Nuno Cardoso diz ter doado ao presidente da Câmara do Porto ideia de enterrar AEP 

A reação de Nuno Cardoso surge após o anúncio do primeiro-ministro, Luís Montenegro, e do presidente da Câmara do Porto, Pedro Duarte, da pretensão de “enterrar” a Avenida da Associação Empresarial de Portugal (AEP) para ligar as duas margens que aquela via separa em Ramalde e criar o Distrito Económico e Empresarial do Porto.

Maio 13, 2026

O ex-autarca da Câmara do Porto Nuno Cardoso garantiu esta quarta-feira que a sua ideia de “enterrar” a Avenida AEP e criar o Distrito Económico e Empresarial do Porto foi “doada” ao presidente da Câmara do Porto, Pedro Duarte.

Em entrevista à agência Lusa, após o anúncio do primeiro-ministro, Luís Montenegro, e do presidente da Câmara do Porto, Pedro Duarte, sobre a pretensão de “enterrar” a Avenida da Associação Empresarial de Portugal (AEP) para ligar as duas margens que aquela via separa em Ramalde e criar o Distrito Económico e Empresarial do Porto, Nuno Cardoso declarou que aquela que foi a sua ideia foi doada aos portuenses e a Pedro Duarte, que é o presidente que a vai desenvolver.

“Era uma ideia. Ideias há muitas. Os projetos são de quem os constrói. Neste momento, quem vai construir este projeto é o Pedro Duarte. (…) As ideias não têm direito de autor”, explicou Nuno Cardoso, destacando a “grandeza” de Pedro Duarte por pegar na ideia e transformá-la num projeto para todos os portuenses poderem usufruir no futuro.

Questionado pela Lusa sobre se era uma doação da ideia a Pedro Duarte, Nuno Cardoso afirmou que sim.

“O projeto agora é dos portuenses e do Pedro Duarte que é o presidente da Câmara [do Porto]”, declarou, explicando que Pedro Duarte “teve a amabilidade” de ir ter com ele num “domingo à tarde” para ouvir as explicações sobre a sua ideia e de “como era fácil fazer esse projeto”.

Para Nuno Cardoso, o projeto agora anunciado por Luís Montenegro e Pedro Duarte é comparável às declarações do antigo primeiro-ministro António Guterres em 1995.

“Lembro-me de apenas uma outra situação tão importante quanto esta [do projeto de “enterrar” a AEP e criar o Distrito Económico e Empresarial do Porto], no passado, que foi num discurso do primeiro-ministro, de tomada de posse como primeiro-ministro, de António Guterres, que disse em 1995, quando assumiu que o Metro de Porto era a obra pública mais importante no país”, recordou.
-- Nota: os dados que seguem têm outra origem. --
// ============================================================================
// QueryService
// ============================================================================

/// Read-side service shared by the HTTP shell
#[derive(Clone)]
pub struct QueryService {
    store: Arc<ConnectStore>,
}

impl QueryService {
    pub fn new(store: Arc<ConnectStore>) -> Self {
        Self { store }
    }

    pub async fn search_volunteers_by_skill(&self, pattern: String) -> ConnectResult<Vec<SkillMatch>> {
        self.store
            .read(move |conn| search_volunteers_by_skill(conn, &pattern))
            .await
    }

    pub async fn organisation_volunteers(&self, org_id: i64) -> ConnectResult<Vec<OrganisationVolunteer>> {
        self.store
            .read(move |conn| organisation_volunteers(conn, org_id))
            .await
    }

    pub async fn event_statistics(&self) -> ConnectResult<Vec<EventStatistics>> {
        let policy = self.store.capacity_policy();
        self.store.read(move |conn| event_statistics(conn, policy)).await
    }

    pub async fn volunteer_directory(&self) -> ConnectResult<Vec<DirectoryEntry>> {
        let on = today();
        self.store.read(move |conn| volunteer_directory(conn, on)).await
    }

    pub async fn skill_distribution(&self) -> ConnectResult<Vec<SkillDistribution>> {
        self.store.read(skill_distribution).await
    }

    pub async fn organisation_summary(&self) -> ConnectResult<Vec<OrganisationSummary>> {
        self.store.read(organisation_summary).await
    }

    pub async fn list_volunteers(&self) -> ConnectResult<Vec<Volunteer>> {
        self.store.read(crud::list_volunteers).await
    }

    pub async fn list_organisations(&self) -> ConnectResult<Vec<Organisation>> {
        self.store.read(crud::list_organisations).await
    }

    pub async fn list_skills(&self) -> ConnectResult<Vec<Skill>> {
        self.store.read(crud::list_skills).await
    }

    pub async fn list_events(&self) -> ConnectResult<Vec<EventListing>> {
        self.store.read(list_events).await
    }

    pub async fn get_volunteer(&self, volunteer_id: i64) -> ConnectResult<Volunteer> {
        self.store
            .read(move |conn| crud::fetch_volunteer(conn, volunteer_id))
            .await?
            .ok_or_else(|| ConnectError::not_found(Entity::Volunteer, volunteer_id))
    }

    pub async fn get_organisation(&self, org_id: i64) -> ConnectResult<Organisation> {
        self.store
            .read(move |conn| crud::fetch_organisation(conn, org_id))
            .await?
            .ok_or_else(|| ConnectError::not_found(Entity::Organisation, org_id))
    }

    pub async fn get_event(&self, event_id: i64) -> ConnectResult<Event> {
        self.store
            .read(move |conn| crud::fetch_event(conn, event_id))
            .await?
            .ok_or_else(|| ConnectError::not_found(Entity::Event, event_id))
    }
}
Para Cardoso, o projeto de transformar a zona industrial de Ramalde num projeto de zona económica do país, atrativa para empresas tecnológicas de todo o mundo que queiram entrar na Europa pelo Porto, pelo hub do Porto, “vai mudar a economia do Porto e do Grande Porto”.

“É um projeto fantástico, absolutamente crucial para fixarmos os nossos jovens talentos, em vez de os exportarmos, e, ao mesmo tempo, vamos fazer muita habitação e, portanto, é muito importante esse projeto”, destacou.

Enquanto candidato da coligação Porto Primeiro (NC/PPM) à Câmara do Porto nas autárquica de 2025, Nuno Cardoso propôs, a 12 de setembro, “enterrar a Avenida AEP por 70 milhões de euros, criando um parque na nova Zona Económica Especial Parque Ramalde, uma zona que se queria “muito atrativa para empresas de todo o mundo”.

O projeto, da autoria do arquiteto Martim Neiva, de José António Lameiras (número dois da candidatura) e do próprio Nuno Cardoso, visava “qualificar o espaço” da atual zona industrial

Luís Montenegro explicou, terça-feira, que a Zona Industrial de Ramalde vai passar por uma “reorganização urbana de todo aquele espaço” para o direcionar “para um potencial” que junte o que existe a novas utilizações, novos enquadramentos, designadamente com empresas tecnológicas.

Montenegro comparou estes planos ao projeto lisboeta “Parque Cidades do Tejo”.

As especificidades do futuro “Distrito Económico e Empresarial do Porto” foram reveladas por Pedro Duarte, que informou que o projeto vai alavancar a criação de “até 35 mil novos postos de trabalho”, mas também a criação de “até seis mil novas habitações para a classe média”.